From pharmaco-therapy to pharmaco-prevention: trends in prescribing to older adults in Ontario, Canada, 1997-2006

BMC Family Practice - Tập 11 - Trang 1-6 - 2010
Jana M Bajcar1,2,3,4,5, Li Wang3, Rahim Moineddin5,6, Jason X Nie3,7, C Shawn Tracy3,8, Ross EG Upshur3,5,6,8,9
1Undergraduate Medical Education, Faculty of Medicine, University of Toronto, Trillium Health Centre, Mississauga, Canada
2Department of Pharmacy, Sunnybrook Health Sciences Centre, Toronto, Canada
3Primary Care Research Unit, Sunnybrook Health Sciences Centre, Toronto, Canada
4Leslie Dan Faculty of Pharmacy, University of Toronto, Toronto, Canada
5Department of Family and Community Medicine, University of Toronto, Toronto, Canada
6Institute for Clinical Evaluative Sciences, Toronto, Canada
7School of Kinesiology and Health Science, York University, Toronto, Canada
8University of Toronto Joint Centre for Bioethics, Toronto, Canada
9Dalla Lana School of Public Health, University of Toronto, Toronto, Canada

Tóm tắt

The developed world is undergoing a demographic transition with greater numbers of older adults and higher rates of chronic disease.
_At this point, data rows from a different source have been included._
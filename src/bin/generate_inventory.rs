//! Synthetic inventory generator
//!
//! Writes an inventory CSV in the upload format (a `District` column plus
//! business columns) for demos and load tests of the warehouse assignment
//! pipeline. A share of rows can carry unknown districts to exercise the
//! join-drop path.
//!
//! Usage:
//!   cargo run --release --bin generate_inventory -- [OPTIONS]
//!
//! Options:
//!   --rows <N>            Number of inventory rows (default: 1000)
//!   --unknown-rate <F>    Share of rows with an unresolvable district (default: 0.02)
//!   --seed <N>            Random seed for reproducibility (optional)
//!   --output <PATH>       Output CSV path (default: data/inventory.csv)

use chrono::{Duration, NaiveDate};
use clap::Parser;
use csv::WriterBuilder;
use farm_logistics::districts::NEPAL_DISTRICTS;
use rand::prelude::*;
use rand::rngs::StdRng;
use serde::Serialize;
use std::error::Error;
use std::path::PathBuf;

/// Synthetic inventory generator
#[derive(Parser, Debug)]
#[command(name = "generate_inventory")]
#[command(about = "Generate a synthetic farm inventory CSV")]
struct Args {
    /// Number of rows to write
    #[arg(long, default_value = "1000")]
    rows: usize,

    /// Share of rows with a district no table knows (0.0 - 1.0)
    #[arg(long, default_value = "0.02")]
    unknown_rate: f64,

    /// Random seed for reproducibility
    #[arg(long)]
    seed: Option<u64>,

    /// Output CSV path
    #[arg(long, default_value = "data/inventory.csv")]
    output: PathBuf,
}

#[derive(Debug, Serialize)]
struct InventoryRow {
    #[serde(rename = "Crop")]
    crop: &'static str,
    #[serde(rename = "District")]
    district: String,
    #[serde(rename = "Quantity")]
    quantity: f64,
    #[serde(rename = "Unit")]
    unit: &'static str,
    #[serde(rename = "Weight")]
    weight: f64,
    #[serde(rename = "Harvest Date")]
    harvest_date: String,
}

/// (crop, unit, kg per unit)
const CROPS: &[(&str, &str, f64)] = &[
    ("Jute", "bale", 180.0),
    ("Rice", "sack", 50.0),
    ("Wheat", "sack", 50.0),
    ("Maize", "sack", 40.0),
    ("Potato", "crate", 25.0),
    ("Tomato", "crate", 15.0),
];

/// Misspellings and names that exist in no registry
const UNKNOWN_DISTRICTS: &[&str] = &["Kathmandoo", "Pokhara Valley", "Terai", "N/A", ""];

fn generate_row(args: &Args, season_start: NaiveDate, rng: &mut impl Rng) -> InventoryRow {
    let (crop, unit, kg_per_unit) = *CROPS.choose(rng).unwrap_or(&CROPS[0]);

    let district = if rng.gen::<f64>() < args.unknown_rate {
        UNKNOWN_DISTRICTS.choose(rng).unwrap_or(&"").to_string()
    } else {
        NEPAL_DISTRICTS
            .choose(rng)
            .map(|(name, _, _)| name.to_string())
            .unwrap_or_default()
    };

    let quantity = rng.gen_range(1..=200) as f64;
    // ±15% around the nominal unit weight
    let weight = (quantity * kg_per_unit * rng.gen_range(0.85..=1.15) * 10.0).round() / 10.0;
    let harvest_date = season_start + Duration::days(rng.gen_range(0..120));

    InventoryRow {
        crop,
        district,
        quantity,
        unit,
        weight,
        harvest_date: harvest_date.format("%Y-%m-%d").to_string(),
    }
}

fn main() -> Result<(), Box<dyn Error>> {
    let args = Args::parse();

    if !(0.0..=1.0).contains(&args.unknown_rate) {
        return Err(format!("--unknown-rate must be within 0.0-1.0, got {}", args.unknown_rate).into());
    }

    println!("🌾 Synthetic Inventory Generator");
    println!("━━━━━━━━━━━━━━━━━━━━━━━━━━━━━━━━━━━━━━━━━━━━━━━━━━━━━━━━━━━━━━━━━━");
    println!("Rows:             {}", args.rows);
    println!("Unknown rate:     {:.1}%", args.unknown_rate * 100.0);
    println!("Output:           {}", args.output.display());
    if let Some(seed) = args.seed {
        println!("Random seed:      {}", seed);
    }
    println!();

    let mut rng: StdRng = match args.seed {
        Some(s) => StdRng::seed_from_u64(s),
        None => StdRng::from_entropy(),
    };

    if let Some(parent) = args.output.parent() {
        std::fs::create_dir_all(parent)?;
    }

    let season_start = NaiveDate::from_ymd_opt(2024, 6, 1).ok_or("invalid season start")?;

    let mut writer = WriterBuilder::new()
        .has_headers(true)
        .from_path(&args.output)?;

    let mut unknown = 0;
    for _ in 0..args.rows {
        let row = generate_row(&args, season_start, &mut rng);
        if !NEPAL_DISTRICTS.iter().any(|(name, _, _)| *name == row.district) {
            unknown += 1;
        }
        writer.serialize(&row)?;
    }
    writer.flush()?;

    println!("✅ Generation complete!");
    println!("━━━━━━━━━━━━━━━━━━━━━━━━━━━━━━━━━━━━━━━━━━━━━━━━━━━━━━━━━━━━━━━━━━");
    println!("Rows written:      {:>8}", args.rows);
    println!("Unknown districts: {:>8}", unknown);
    println!("Output file:       {}", args.output.display());

    Ok(())
}
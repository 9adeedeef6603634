//! budgetwise-ingest: receipt text ingestion (OCR output → structured receipts).

pub mod dates;
pub mod parsers;
pub mod types;

pub use parsers::receipt_text::{ReceiptParser, parse_receipt_text};
pub use types::{ParsedReceipt, ReceiptItem};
Most elder care is now provided by primary care physicians, who prescribe the majority of medications taken by these patients. Despite these significant trends, little is known about population-level prescribing patterns to primary care patients aged 65+. We conducted a population-based retrospective cohort study to examine 10-year prescribing trends among family physicians providing care to patients aged 65+ in Ontario, Canada. Both crude number of prescription claims and prescription rates (i.e., claims per person) increased dramatically over the 10-year study period. The greatest change was in prescribing patterns for females aged 85+. Dramatic increases were observed in the prescribing of preventive medications, such as those to prevent osteoporosis (+2,347%) and lipid-lowering agents (+697%). And lastly, the number of unique classes of medications prescribed to older persons has increased, with the proportion of older patients prescribed more than 10 classes of medications almost tripling during the study period. Prescribing to older adults by family physicians increased substantially during the study period. This raises important concerns regarding quality of care, patient safety, and cost sustainability. It is evident that further research is urgently needed on the health outcomes (both beneficial and harmful) associated with these dramatic increases in prescribing rates.